Segment Start: Data section

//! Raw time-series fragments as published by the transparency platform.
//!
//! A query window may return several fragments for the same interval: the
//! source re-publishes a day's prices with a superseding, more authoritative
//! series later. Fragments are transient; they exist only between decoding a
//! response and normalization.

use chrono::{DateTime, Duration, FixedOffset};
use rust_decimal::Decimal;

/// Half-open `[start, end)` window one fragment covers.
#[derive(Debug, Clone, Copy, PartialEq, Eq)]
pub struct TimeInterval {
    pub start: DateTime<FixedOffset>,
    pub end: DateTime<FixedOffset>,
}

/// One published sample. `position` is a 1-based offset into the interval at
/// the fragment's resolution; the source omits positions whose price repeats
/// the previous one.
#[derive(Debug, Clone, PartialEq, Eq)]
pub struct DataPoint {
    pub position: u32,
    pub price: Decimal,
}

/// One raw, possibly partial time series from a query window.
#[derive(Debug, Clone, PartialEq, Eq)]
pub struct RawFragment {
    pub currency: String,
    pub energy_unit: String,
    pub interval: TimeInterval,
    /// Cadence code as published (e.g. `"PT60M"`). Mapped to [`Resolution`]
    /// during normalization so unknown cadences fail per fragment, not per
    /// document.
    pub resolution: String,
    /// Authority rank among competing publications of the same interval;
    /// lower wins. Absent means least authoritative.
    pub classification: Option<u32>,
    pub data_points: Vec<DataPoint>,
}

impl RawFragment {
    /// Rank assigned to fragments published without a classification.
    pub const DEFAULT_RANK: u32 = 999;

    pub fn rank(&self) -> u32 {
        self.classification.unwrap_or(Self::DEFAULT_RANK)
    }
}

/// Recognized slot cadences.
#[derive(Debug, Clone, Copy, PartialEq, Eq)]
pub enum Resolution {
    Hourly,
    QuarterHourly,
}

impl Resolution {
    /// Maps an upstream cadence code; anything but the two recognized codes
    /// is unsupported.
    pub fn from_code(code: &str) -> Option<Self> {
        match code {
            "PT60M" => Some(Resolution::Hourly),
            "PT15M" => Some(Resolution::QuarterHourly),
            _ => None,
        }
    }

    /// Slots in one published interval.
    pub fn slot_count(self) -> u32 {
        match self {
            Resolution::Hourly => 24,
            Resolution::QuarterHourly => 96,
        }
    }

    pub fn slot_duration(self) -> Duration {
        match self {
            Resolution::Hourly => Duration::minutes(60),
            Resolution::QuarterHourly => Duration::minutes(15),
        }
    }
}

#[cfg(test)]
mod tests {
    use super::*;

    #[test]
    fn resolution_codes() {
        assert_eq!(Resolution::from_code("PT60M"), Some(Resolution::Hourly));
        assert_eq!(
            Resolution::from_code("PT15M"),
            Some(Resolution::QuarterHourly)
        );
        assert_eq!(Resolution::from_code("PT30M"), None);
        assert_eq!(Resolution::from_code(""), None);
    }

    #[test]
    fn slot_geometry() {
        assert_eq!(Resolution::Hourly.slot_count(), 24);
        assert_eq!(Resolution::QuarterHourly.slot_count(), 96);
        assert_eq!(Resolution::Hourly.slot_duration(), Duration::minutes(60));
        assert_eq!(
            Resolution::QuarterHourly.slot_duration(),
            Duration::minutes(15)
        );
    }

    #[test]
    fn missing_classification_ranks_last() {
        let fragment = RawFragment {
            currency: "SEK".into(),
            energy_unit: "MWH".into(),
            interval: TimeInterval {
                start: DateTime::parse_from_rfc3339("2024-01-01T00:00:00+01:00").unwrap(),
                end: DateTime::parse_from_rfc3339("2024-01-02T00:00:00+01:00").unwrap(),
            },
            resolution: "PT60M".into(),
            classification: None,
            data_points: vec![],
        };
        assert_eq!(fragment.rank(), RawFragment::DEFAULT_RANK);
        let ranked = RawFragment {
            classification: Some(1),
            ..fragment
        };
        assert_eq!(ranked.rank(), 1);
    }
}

Segment End: Data section

_Exercise_
Everything from the first line of the records through the line holding "means least authoritative." is to be transcribed exactly; leave out all other lines.

_Reply to the exercise_
//! Raw time-series fragments as published by the transparency platform.
//!
//! A query window may return several fragments for the same interval: the
//! source re-publishes a day's prices with a superseding, more authoritative
//! series later. Fragments are transient; they exist only between decoding a
//! response and normalization.

use chrono::{DateTime, Duration, FixedOffset};
use rust_decimal::Decimal;

/// Half-open `[start, end)` window one fragment covers.
#[derive(Debug, Clone, Copy, PartialEq, Eq)]
pub struct TimeInterval {
    pub start: DateTime<FixedOffset>,
    pub end: DateTime<FixedOffset>,
}

/// One published sample. `position` is a 1-based offset into the interval at
/// the fragment's resolution; the source omits positions whose price repeats
/// the previous one.
#[derive(Debug, Clone, PartialEq, Eq)]
pub struct DataPoint {
    pub position: u32,
    pub price: Decimal,
}

/// One raw, possibly partial time series from a query window.
#[derive(Debug, Clone, PartialEq, Eq)]
pub struct RawFragment {
    pub currency: String,
    pub energy_unit: String,
    pub interval: TimeInterval,
    /// Cadence code as published (e.g. `"PT60M"`). Mapped to [`Resolution`]
    /// during normalization so unknown cadences fail per fragment, not per
    /// document.
    pub resolution: String,
    /// Authority rank among competing publications of the same interval;
    /// lower wins. Absent means least authoritative.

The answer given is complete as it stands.